WORK INSTRUCTION: Searching the material below, find each line that includes the word "carts", and copy it.

TASK INPUTS:
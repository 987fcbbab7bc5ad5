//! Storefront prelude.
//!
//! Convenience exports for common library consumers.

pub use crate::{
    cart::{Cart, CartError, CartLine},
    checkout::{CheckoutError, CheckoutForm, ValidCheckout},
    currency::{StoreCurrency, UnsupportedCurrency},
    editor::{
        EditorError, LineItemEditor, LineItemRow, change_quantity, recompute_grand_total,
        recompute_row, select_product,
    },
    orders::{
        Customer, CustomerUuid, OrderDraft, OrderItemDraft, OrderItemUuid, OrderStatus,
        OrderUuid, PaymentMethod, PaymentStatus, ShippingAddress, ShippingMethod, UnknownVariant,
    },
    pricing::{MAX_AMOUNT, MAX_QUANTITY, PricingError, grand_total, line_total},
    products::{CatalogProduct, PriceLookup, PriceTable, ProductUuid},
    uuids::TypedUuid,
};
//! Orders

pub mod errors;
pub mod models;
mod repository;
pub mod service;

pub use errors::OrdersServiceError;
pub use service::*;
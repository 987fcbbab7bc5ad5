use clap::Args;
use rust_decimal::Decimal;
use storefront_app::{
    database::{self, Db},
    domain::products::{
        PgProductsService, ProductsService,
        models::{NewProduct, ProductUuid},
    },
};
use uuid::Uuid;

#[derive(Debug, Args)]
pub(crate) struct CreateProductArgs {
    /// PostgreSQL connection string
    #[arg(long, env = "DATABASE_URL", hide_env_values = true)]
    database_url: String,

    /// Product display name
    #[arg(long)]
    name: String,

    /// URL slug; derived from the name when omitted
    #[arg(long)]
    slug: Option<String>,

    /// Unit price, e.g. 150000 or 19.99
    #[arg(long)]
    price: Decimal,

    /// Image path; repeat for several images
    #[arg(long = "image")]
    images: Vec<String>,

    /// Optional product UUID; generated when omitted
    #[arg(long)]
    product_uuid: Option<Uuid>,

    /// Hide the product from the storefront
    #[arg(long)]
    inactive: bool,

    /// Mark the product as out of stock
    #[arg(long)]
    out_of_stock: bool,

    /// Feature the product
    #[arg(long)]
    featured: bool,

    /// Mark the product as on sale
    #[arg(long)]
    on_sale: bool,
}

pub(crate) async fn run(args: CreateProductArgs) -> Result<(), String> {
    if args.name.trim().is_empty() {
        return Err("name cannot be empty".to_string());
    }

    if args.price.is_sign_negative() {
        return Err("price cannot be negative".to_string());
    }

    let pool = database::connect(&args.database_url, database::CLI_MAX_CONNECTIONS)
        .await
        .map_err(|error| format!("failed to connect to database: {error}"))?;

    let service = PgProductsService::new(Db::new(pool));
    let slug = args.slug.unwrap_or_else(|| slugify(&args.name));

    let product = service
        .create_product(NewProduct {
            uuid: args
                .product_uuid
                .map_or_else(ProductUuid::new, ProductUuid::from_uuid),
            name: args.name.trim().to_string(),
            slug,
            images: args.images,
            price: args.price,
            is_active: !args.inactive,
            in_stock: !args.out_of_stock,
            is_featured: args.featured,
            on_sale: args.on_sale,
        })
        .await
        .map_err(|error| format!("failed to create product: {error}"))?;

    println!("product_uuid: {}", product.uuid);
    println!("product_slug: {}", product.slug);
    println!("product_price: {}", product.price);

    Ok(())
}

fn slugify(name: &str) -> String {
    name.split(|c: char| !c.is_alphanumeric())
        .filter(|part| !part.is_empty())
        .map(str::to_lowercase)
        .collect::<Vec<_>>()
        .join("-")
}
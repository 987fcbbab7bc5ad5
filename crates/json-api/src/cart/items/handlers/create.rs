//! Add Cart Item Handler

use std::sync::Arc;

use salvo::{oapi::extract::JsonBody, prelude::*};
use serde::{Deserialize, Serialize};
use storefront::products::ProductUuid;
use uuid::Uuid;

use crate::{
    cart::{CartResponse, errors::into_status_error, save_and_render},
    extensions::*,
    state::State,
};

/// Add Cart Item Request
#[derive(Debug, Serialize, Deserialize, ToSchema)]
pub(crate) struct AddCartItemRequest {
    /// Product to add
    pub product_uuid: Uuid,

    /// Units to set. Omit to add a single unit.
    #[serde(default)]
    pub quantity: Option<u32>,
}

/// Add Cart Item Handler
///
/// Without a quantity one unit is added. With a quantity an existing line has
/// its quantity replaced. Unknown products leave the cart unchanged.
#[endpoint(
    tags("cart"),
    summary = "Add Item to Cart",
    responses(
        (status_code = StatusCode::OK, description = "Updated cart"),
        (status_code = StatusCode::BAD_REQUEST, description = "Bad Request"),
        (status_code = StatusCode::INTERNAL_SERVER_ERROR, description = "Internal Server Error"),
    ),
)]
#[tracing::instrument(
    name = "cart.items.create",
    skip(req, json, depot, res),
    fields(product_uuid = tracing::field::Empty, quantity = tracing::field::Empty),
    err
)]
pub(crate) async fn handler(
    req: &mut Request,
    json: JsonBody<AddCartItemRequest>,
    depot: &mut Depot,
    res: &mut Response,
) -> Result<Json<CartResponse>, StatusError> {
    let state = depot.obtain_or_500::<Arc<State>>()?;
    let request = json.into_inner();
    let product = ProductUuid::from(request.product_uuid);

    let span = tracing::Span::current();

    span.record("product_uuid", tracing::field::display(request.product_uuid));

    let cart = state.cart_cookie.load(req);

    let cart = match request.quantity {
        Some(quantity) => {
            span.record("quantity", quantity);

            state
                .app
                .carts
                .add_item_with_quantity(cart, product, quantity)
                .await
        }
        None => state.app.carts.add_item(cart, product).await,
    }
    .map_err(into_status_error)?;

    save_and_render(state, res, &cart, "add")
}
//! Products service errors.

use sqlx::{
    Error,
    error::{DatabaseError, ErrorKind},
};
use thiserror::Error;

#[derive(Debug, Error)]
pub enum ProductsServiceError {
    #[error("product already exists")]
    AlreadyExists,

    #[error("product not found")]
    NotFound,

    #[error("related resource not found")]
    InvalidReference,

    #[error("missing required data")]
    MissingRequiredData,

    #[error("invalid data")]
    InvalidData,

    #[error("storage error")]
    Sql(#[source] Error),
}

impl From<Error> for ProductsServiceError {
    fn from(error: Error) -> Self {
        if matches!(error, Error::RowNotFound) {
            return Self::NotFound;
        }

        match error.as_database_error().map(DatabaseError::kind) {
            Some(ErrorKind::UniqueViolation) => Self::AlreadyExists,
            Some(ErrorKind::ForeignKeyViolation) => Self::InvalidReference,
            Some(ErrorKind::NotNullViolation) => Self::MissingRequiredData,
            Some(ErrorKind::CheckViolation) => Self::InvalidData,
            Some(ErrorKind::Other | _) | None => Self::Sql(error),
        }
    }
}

REPLY TO THE TASK:
                .carts
        None => state.app.carts.add_item(cart, product).await,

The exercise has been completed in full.